The last ingredient I’m using for all this is the Obsidian front-matter title plugin. It just consults the YAML frontmatter for the title: property and uses that to display note names instead of the filesystem name. That makes directories of files a little more legible, makes tab names less noisy, etc. It does for you in Obsidian some of what Denote Menu and similar do in Emacs, pulling Denote’s useful but visually cluttered naming convention more firmly in the “human-readable” direction. It’s optional to this exercise, but preferred, especially when on mobile, where there’s less real estate to burn on long filenames.

If you visit the file in Denote, you can mess with the frontmatter and use Denote’s denote-rename-file-using-front-matter command to update the file name. If you mess around with it in Obsidian, you can run that Templater template to do the same.

If you run obsidian.el on top of all of this, it becomes possible to navigate your notes in Emacs, insert links from Emacs, etc. etc. You can’t just tap a link from the keyboard — you have to use obsidian.el’s navigation commands — but that’s not terrible.

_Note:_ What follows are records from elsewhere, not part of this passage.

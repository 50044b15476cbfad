use async_trait::async_trait;
use std::sync::{
    Arc, Mutex,
    atomic::{AtomicBool, Ordering},
};
use swplanet::{
    PlanetService,
    error::ApiError,
    models::{CreatePlanetRequest, Planet, User},
    repository::{Repository, RepositoryState},
};

// --- MOCK REPOSITORY ---

// Control point for the service tests: pre-canned lookup results plus flags
// recording whether a write ever reached the gateway.
struct RecordingRepo {
    find_result: Option<Planet>,
    update_called: AtomicBool,
    delete_called: AtomicBool,
    deleted_entity: Mutex<Option<Planet>>,
}

impl RecordingRepo {
    fn returning(planet: Option<Planet>) -> Arc<Self> {
        Arc::new(Self {
            find_result: planet,
            update_called: AtomicBool::new(false),
            delete_called: AtomicBool::new(false),
            deleted_entity: Mutex::new(None),
        })
    }
}

#[async_trait]
impl Repository for RecordingRepo {
    async fn find_all(&self) -> Result<Vec<Planet>, sqlx::Error> {
        Ok(self.find_result.clone().into_iter().collect())
    }

    async fn find_by_id(&self, _id: i32) -> Result<Option<Planet>, sqlx::Error> {
        Ok(self.find_result.clone())
    }

    async fn save(&self, req: CreatePlanetRequest) -> Result<Planet, sqlx::Error> {
        Ok(Planet {
            id: 1,
            name: req.name,
            climate: req.climate,
            terrain: req.terrain,
            film_appearances: req.film_appearances,
        })
    }

    async fn save_all(
        &self,
        reqs: Vec<CreatePlanetRequest>,
    ) -> Result<Vec<Planet>, sqlx::Error> {
        let mut out = Vec::new();
        for (i, req) in reqs.into_iter().enumerate() {
            out.push(Planet {
                id: i as i32 + 1,
                name: req.name,
                climate: req.climate,
                terrain: req.terrain,
                film_appearances: req.film_appearances,
            });
        }
        Ok(out)
    }

    async fn update(&self, _planet: Planet) -> Result<(), sqlx::Error> {
        self.update_called.store(true, Ordering::SeqCst);
        Ok(())
    }

    async fn delete(&self, planet: &Planet) -> Result<(), sqlx::Error> {
        self.delete_called.store(true, Ordering::SeqCst);
        *self.deleted_entity.lock().unwrap() = Some(planet.clone());
        Ok(())
    }

    async fn find_user_by_username(&self, _username: &str) -> Result<Option<User>, sqlx::Error> {
        Ok(None)
    }
}

// --- FIXTURES ---

fn valid_planet() -> Planet {
    Planet {
        id: 1,
        name: "Earth".to_string(),
        climate: Some("temperate".to_string()),
        terrain: Some("sea, mountain, arid, forest".to_string()),
        film_appearances: None,
    }
}

fn planet_to_be_saved() -> CreatePlanetRequest {
    CreatePlanetRequest {
        name: "Earth".to_string(),
        climate: Some("temperate".to_string()),
        terrain: Some("sea, earth, mountain, arid, florest".to_string()),
        film_appearances: None,
    }
}

fn service_with(repo: Arc<RecordingRepo>) -> (PlanetService, Arc<RecordingRepo>) {
    let state: RepositoryState = repo.clone();
    (PlanetService::new(state), repo)
}

// --- TESTS ---

#[tokio::test]
async fn find_all_returns_planets() {
    let (service, _) = service_with(RecordingRepo::returning(Some(valid_planet())));
    let planets = service.find_all().await.unwrap();
    assert_eq!(planets, vec![valid_planet()]);
}

#[tokio::test]
async fn find_all_empty_is_a_valid_success() {
    let (service, _) = service_with(RecordingRepo::returning(None));
    assert!(service.find_all().await.unwrap().is_empty());
}

#[tokio::test]
async fn find_by_id_returns_planet_when_it_exists() {
    let (service, _) = service_with(RecordingRepo::returning(Some(valid_planet())));
    let planet = service.find_by_id(1).await.unwrap();
    assert_eq!(planet, valid_planet());
}

#[tokio::test]
async fn find_by_id_translates_absence_into_not_found() {
    let (service, _) = service_with(RecordingRepo::returning(None));
    match service.find_by_id(1).await {
        Err(ApiError::NotFound(msg)) => assert_eq!(msg, "Planet not found"),
        other => panic!("expected NotFound, got {other:?}"),
    }
}

#[tokio::test]
async fn save_returns_planet_with_assigned_id() {
    let (service, _) = service_with(RecordingRepo::returning(None));
    let planet = service.save(planet_to_be_saved()).await.unwrap();
    assert_eq!(planet.id, 1);
    assert_eq!(planet.name, "Earth");
}

#[tokio::test]
async fn save_all_returns_every_saved_planet() {
    let (service, _) = service_with(RecordingRepo::returning(None));
    let planets = service
        .save_all(vec![planet_to_be_saved(), planet_to_be_saved()])
        .await
        .unwrap();
    assert_eq!(planets.len(), 2);
    assert!(planets.iter().all(|p| p.id > 0));
}

#[tokio::test]
async fn update_writes_when_the_planet_exists() {
    let (service, repo) = service_with(RecordingRepo::returning(Some(valid_planet())));
    let mut replacement = valid_planet();
    replacement.climate = Some("temperate, hot, artic".to_string());

    service.update(replacement).await.unwrap();
    assert!(repo.update_called.load(Ordering::SeqCst));
}

#[tokio::test]
async fn update_fails_with_not_found_and_performs_no_write() {
    let (service, repo) = service_with(RecordingRepo::returning(None));

    let result = service.update(valid_planet()).await;
    assert!(matches!(result, Err(ApiError::NotFound(_))));
    assert!(!repo.update_called.load(Ordering::SeqCst));
}

#[tokio::test]
async fn delete_removes_the_fetched_entity() {
    let (service, repo) = service_with(RecordingRepo::returning(Some(valid_planet())));

    service.delete(1).await.unwrap();
    assert!(repo.delete_called.load(Ordering::SeqCst));
    // Delete is by entity: the gateway receives the row the service fetched.
    assert_eq!(*repo.deleted_entity.lock().unwrap(), Some(valid_planet()));
}

#[tokio::test]
async fn delete_fails_with_not_found_and_performs_no_delete() {
    let (service, repo) = service_with(RecordingRepo::returning(None));

    let result = service.delete(1).await;
    assert!(matches!(result, Err(ApiError::NotFound(_))));
    assert!(!repo.delete_called.load(Ordering::SeqCst));
}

So to solve the mobile thing, you’ve got this approach — customizing Obsidian with a few plugins and some light code to make your vault look like a Denote corpus — and you’ve got the thing I did to provide a searchable web interface.

The Obsidian route gives you a more complete mobile experience. You can make notes on the go, you have more flexibility for searching your notes, etc.

The web approach is more compact: Do some Emacs configuration, use some commodity infra with Tailscale and a Synology, then just use Denote in its native form, which is org- and desktop-centric.

Given my usage patterns, either seems fine?

Switching to Markdown for Denote satisfies a part of my brain that doesn’t like trying to script org-mode migrations and that also understands “org-mode vs. Markdown” is another one of those “Beta vs. VHS” situations I need to just accept. Commensurately, it irritates the part of my brain that completely got it when my tech writing team told me they wanted to migrate from Markdown to DITA, maybe a little before we were really there on the maturity curve.

Anyhow, it’s a hobby.

espanso 🔗

I don’t know what on Earth happened to TextExpander but wow it isn’t good.

Looking around for a text expansion tool of some kind I came across espanso. It’s a snippet tool. It behaves about like yasnippet or TextMate snippets: Start typing a trigger phrase and it expands it for you.

Most of these things are wrapped in a GUI. espanso is configurable with a YAML file. It also has some cool stuff for handling regexps that allow you to use variables to your snippets. For instance:

- regex: ":tml\\((?P<tag>.*)\\)"
  replace: "[Items tagged `{{tag}}` in Things](things:///search?query=%23{{tag}})"

If you type :tml(foo) it’ll expand to a Markdown link using foo.

[Items tagged `foo` in Things](things:///search?query=%23foo)

(I’m not sure, btw, how to do that in yasnippet and need to figure that out.)